Each line of the records that holds "Corruption" should be shown in full.

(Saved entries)
.....

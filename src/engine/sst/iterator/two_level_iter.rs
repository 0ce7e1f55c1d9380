use log::warn;
use crate::DBError;
use crate::engine::sst::format::{BlockHandle, IndexValue};
use crate::engine::sst::iterator::InternalIterator;

/// 根据 index entry 里的 BlockHandle 打开对应 block 的 iterator
///
/// 返回 None 表示该 handle 对应的 block 不存在（上层记为 Corruption）。
/// 读 block 出错时应返回一个带错误 status 的 iterator。
pub trait TwoLevelIteratorState<'a, V: ?Sized = [u8]> {
    fn new_secondary_iterator(&mut self, handle: &BlockHandle) -> Option<Box<dyn InternalIterator<V> + 'a>>;
}

impl<'a, V: ?Sized, F> TwoLevelIteratorState<'a, V> for F
where
    F: FnMut(&BlockHandle) -> Option<Box<dyn InternalIterator<V> + 'a>>,
{
    fn new_secondary_iterator(&mut self, handle: &BlockHandle) -> Option<Box<dyn InternalIterator<V> + 'a>> {
        self(handle)
    }
}

/// TwoLevelIterator：
///   first level：index iterator，value 是指向 block 的 IndexValue
///   second level：当前 block 内的 iterator
pub struct TwoLevelIterator<'a, V: ?Sized = [u8]> {
    first_level_iter: Box<dyn InternalIterator<IndexValue> + 'a>,
    /// 必须先于 state 释放
    second_level_iter: Option<Box<dyn InternalIterator<V> + 'a>>,
    state: Box<dyn TwoLevelIteratorState<'a, V> + 'a>,
    /// 最近一次 missing block 的 Corruption
    saved_status: Result<(), DBError>,
    /// second_level_iter 对应的 handle
    data_block_handle: BlockHandle,
}

pub fn new_two_level_iterator<'a, V: ?Sized + 'a>(
    state: Box<dyn TwoLevelIteratorState<'a, V> + 'a>,
    first_level_iter: Box<dyn InternalIterator<IndexValue> + 'a>,
) -> Box<dyn InternalIterator<V> + 'a> {
    Box::new(TwoLevelIterator::new(state, first_level_iter))
}

impl<'a, V: ?Sized> TwoLevelIterator<'a, V> {
    pub fn new(
        state: Box<dyn TwoLevelIteratorState<'a, V> + 'a>,
        first_level_iter: Box<dyn InternalIterator<IndexValue> + 'a>,
    ) -> Self {
        Self {
            first_level_iter,
            second_level_iter: None,
            state,
            saved_status: Ok(()),
            data_block_handle: BlockHandle::default(),
        }
    }

    fn set_second_level_iterator(&mut self, iter: Option<Box<dyn InternalIterator<V> + 'a>>) {
        self.second_level_iter = iter;
    }

    /// 让 second level 对应 first level 当前指向的 block
    fn init_data_block(&mut self) {
        if !self.first_level_iter.valid() {
            self.set_second_level_iterator(None);
            return;
        }

        let handle = self.first_level_iter.value().handle;
        if let Some(second) = &self.second_level_iter {
            let incomplete = second.status().is_err_and(|e| e.is_incomplete());
            if !incomplete && handle.offset == self.data_block_handle.offset {
                // 还是同一个 block，直接复用
                return;
            }
        }

        let iter = self.state.new_secondary_iterator(&handle);
        self.data_block_handle = handle;
        if iter.is_none() {
            warn!("missing block for partition {handle}");
            self.saved_status = Err(DBError::Corruption(format!("Missing block for partition {handle}")));
        }
        self.set_second_level_iterator(iter);
    }

    /// second level 为空或走完时，往后找下一个有数据的 block
    fn skip_empty_data_blocks_forward(&mut self) {
        while self
            .second_level_iter
            .as_ref()
            .is_none_or(|s| !s.valid() && s.status().is_ok())
        {
            if !self.first_level_iter.valid() {
                self.set_second_level_iterator(None);
                return;
            }
            self.first_level_iter.next();
            self.init_data_block();
            if let Some(second) = self.second_level_iter.as_mut() {
                second.seek_to_first();
            }
        }
    }

    fn skip_empty_data_blocks_backward(&mut self) {
        while self
            .second_level_iter
            .as_ref()
            .is_none_or(|s| !s.valid() && s.status().is_ok())
        {
            if !self.first_level_iter.valid() {
                self.set_second_level_iterator(None);
                return;
            }
            self.first_level_iter.prev();
            self.init_data_block();
            if let Some(second) = self.second_level_iter.as_mut() {
                second.seek_to_last();
            }
        }
    }

    fn second(&self) -> &dyn InternalIterator<V> {
        self.second_level_iter
            .as_deref()
            .expect("TwoLevelIterator accessed while invalid")
    }
}

impl<'a, V: ?Sized> InternalIterator<V> for TwoLevelIterator<'a, V> {
    fn valid(&self) -> bool {
        self.second_level_iter.as_ref().is_some_and(|s| s.valid())
    }

    fn seek_to_first(&mut self) {
        self.first_level_iter.seek_to_first();
        self.init_data_block();
        if let Some(second) = self.second_level_iter.as_mut() {
            second.seek_to_first();
        }
        self.skip_empty_data_blocks_forward();
    }

    fn seek_to_last(&mut self) {
        self.first_level_iter.seek_to_last();
        self.init_data_block();
        if let Some(second) = self.second_level_iter.as_mut() {
            second.seek_to_last();
        }
        self.skip_empty_data_blocks_backward();
    }

    fn seek(&mut self, target: &[u8]) {
        self.first_level_iter.seek(target);
        self.init_data_block();
        if let Some(second) = self.second_level_iter.as_mut() {
            second.seek(target);
        }
        self.skip_empty_data_blocks_forward();
    }

    fn seek_for_prev(&mut self, target: &[u8]) {
        self.first_level_iter.seek(target);
        self.init_data_block();
        if let Some(second) = self.second_level_iter.as_mut() {
            second.seek_for_prev(target);
        }
        if !self.valid() {
            // target 比所有 block 的 largest key 都大，从最后一个 block 往回找
            if !self.first_level_iter.valid() && self.first_level_iter.status().is_ok() {
                self.first_level_iter.seek_to_last();
                self.init_data_block();
                if let Some(second) = self.second_level_iter.as_mut() {
                    second.seek_for_prev(target);
                }
            }
            self.skip_empty_data_blocks_backward();
        }
    }

    fn next(&mut self) {
        debug_assert!(self.valid());
        if let Some(second) = self.second_level_iter.as_mut() {
            second.next();
        }
        self.skip_empty_data_blocks_forward();
    }

    fn prev(&mut self) {
        debug_assert!(self.valid());
        if let Some(second) = self.second_level_iter.as_mut() {
            second.prev();
        }
        self.skip_empty_data_blocks_backward();
    }

    fn key(&self) -> &[u8] {
        debug_assert!(self.valid());
        self.second().key()
    }

    fn user_key(&self) -> &[u8] {
        debug_assert!(self.valid());
        self.second().user_key()
    }

    fn value(&self) -> &V {
        debug_assert!(self.valid());
        self.second().value()
    }

    /// first level 的错误优先，其次是 second level，最后是 saved_status
    fn status(&self) -> Result<(), DBError> {
        self.first_level_iter.status()?;
        if let Some(second) = &self.second_level_iter {
            second.status()?;
        }
        self.saved_status.clone()
    }

    fn is_key_pinned(&self) -> bool {
        false
    }

    fn is_value_pinned(&self) -> bool {
        false
    }
}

.....

[Answer box]
/// 返回 None 表示该 handle 对应的 block 不存在（上层记为 Corruption）。
    /// 最近一次 missing block 的 Corruption
            self.saved_status = Err(DBError::Corruption(format!("Missing block for partition {handle}")));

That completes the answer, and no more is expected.